**Work to complete**: Work out how many lines of the material below mention the word "login"; reply with the number only.

________

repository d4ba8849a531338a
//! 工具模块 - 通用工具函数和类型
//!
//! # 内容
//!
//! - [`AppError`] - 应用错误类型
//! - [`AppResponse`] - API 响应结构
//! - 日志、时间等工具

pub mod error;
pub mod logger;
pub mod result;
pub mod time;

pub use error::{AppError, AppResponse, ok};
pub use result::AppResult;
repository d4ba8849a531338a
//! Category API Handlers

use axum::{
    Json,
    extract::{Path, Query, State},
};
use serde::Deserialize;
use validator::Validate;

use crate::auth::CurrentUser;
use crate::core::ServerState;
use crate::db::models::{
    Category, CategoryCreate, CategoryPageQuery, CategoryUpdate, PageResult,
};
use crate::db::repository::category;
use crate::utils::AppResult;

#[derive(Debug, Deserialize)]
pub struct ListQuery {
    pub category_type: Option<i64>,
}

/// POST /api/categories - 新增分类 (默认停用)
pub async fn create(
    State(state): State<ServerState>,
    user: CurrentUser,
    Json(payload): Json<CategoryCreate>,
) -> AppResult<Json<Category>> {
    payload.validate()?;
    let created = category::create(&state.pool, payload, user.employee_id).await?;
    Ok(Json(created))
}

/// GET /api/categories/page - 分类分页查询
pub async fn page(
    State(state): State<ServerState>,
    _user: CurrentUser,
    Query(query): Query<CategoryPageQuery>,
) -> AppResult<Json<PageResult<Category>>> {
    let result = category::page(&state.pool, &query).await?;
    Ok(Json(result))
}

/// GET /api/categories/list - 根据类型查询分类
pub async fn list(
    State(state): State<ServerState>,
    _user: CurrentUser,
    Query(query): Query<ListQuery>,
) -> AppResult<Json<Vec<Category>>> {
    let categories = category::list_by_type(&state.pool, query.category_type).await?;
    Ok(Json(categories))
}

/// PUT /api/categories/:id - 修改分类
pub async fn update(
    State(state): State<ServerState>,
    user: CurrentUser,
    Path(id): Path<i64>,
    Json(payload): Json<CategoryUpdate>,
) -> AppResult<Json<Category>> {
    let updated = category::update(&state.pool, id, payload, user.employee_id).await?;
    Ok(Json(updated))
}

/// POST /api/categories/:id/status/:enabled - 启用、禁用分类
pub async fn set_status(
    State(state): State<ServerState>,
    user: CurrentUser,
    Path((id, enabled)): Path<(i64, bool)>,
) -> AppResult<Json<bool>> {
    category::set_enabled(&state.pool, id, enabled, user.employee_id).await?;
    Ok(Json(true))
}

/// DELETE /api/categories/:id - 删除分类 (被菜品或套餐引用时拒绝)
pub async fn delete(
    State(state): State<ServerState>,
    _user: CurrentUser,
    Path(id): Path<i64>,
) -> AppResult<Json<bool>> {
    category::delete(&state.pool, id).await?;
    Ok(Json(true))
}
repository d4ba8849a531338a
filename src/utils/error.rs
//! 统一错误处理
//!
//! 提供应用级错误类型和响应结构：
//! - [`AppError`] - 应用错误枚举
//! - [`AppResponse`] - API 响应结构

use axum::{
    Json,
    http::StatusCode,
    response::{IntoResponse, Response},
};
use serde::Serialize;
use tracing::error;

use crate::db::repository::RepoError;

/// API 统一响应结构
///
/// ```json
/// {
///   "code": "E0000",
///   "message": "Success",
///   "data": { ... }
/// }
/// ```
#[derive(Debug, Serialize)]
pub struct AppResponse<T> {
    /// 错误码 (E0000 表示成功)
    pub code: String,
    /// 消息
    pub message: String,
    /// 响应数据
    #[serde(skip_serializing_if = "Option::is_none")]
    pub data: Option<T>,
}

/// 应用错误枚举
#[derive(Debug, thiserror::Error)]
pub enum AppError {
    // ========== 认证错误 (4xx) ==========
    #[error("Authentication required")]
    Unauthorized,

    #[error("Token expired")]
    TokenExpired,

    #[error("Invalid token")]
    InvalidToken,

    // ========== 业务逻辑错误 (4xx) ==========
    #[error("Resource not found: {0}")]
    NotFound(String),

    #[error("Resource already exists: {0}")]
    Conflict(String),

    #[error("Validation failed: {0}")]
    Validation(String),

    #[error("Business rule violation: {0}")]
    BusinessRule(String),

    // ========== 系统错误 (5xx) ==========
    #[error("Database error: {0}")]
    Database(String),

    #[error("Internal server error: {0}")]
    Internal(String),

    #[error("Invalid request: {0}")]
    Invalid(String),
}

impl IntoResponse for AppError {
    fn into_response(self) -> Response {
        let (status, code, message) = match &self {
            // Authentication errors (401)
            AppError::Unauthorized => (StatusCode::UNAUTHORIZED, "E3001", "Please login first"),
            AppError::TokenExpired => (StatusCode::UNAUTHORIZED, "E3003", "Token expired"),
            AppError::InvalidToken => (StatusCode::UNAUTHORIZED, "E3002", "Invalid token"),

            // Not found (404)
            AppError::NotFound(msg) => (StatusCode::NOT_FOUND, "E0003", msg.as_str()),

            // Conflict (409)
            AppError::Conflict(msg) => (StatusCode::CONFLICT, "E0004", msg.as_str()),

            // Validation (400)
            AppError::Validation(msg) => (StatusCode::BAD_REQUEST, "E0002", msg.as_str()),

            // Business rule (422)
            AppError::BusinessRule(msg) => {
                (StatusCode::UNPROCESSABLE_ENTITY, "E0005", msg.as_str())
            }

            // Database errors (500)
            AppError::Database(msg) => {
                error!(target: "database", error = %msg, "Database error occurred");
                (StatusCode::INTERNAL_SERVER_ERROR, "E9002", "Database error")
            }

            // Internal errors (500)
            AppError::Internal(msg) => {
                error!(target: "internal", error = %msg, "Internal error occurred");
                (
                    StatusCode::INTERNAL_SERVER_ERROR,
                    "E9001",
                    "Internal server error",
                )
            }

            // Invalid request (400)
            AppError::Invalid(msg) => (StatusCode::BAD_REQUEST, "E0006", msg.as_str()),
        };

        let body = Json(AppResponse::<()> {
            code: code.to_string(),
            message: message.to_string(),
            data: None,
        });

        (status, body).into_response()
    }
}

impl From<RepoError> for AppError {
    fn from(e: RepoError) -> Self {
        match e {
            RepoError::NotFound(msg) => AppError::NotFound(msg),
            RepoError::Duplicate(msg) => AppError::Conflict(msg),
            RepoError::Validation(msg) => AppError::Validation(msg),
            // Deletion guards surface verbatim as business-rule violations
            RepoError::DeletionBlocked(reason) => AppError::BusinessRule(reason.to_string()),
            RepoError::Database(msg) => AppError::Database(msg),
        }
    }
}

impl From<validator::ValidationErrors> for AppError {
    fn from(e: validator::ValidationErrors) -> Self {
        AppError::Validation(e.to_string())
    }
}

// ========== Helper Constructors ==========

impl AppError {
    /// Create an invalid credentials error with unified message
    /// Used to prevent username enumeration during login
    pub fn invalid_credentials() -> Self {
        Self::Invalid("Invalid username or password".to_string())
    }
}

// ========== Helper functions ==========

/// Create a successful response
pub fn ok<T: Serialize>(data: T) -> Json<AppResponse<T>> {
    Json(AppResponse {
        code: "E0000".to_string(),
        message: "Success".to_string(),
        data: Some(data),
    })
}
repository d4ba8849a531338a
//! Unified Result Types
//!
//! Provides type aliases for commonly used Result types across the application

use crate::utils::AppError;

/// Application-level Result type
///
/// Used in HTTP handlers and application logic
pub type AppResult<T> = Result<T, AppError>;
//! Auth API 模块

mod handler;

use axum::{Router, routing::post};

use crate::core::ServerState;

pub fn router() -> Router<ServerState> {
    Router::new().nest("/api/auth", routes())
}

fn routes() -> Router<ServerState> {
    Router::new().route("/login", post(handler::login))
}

________

**Answer for the task**: 3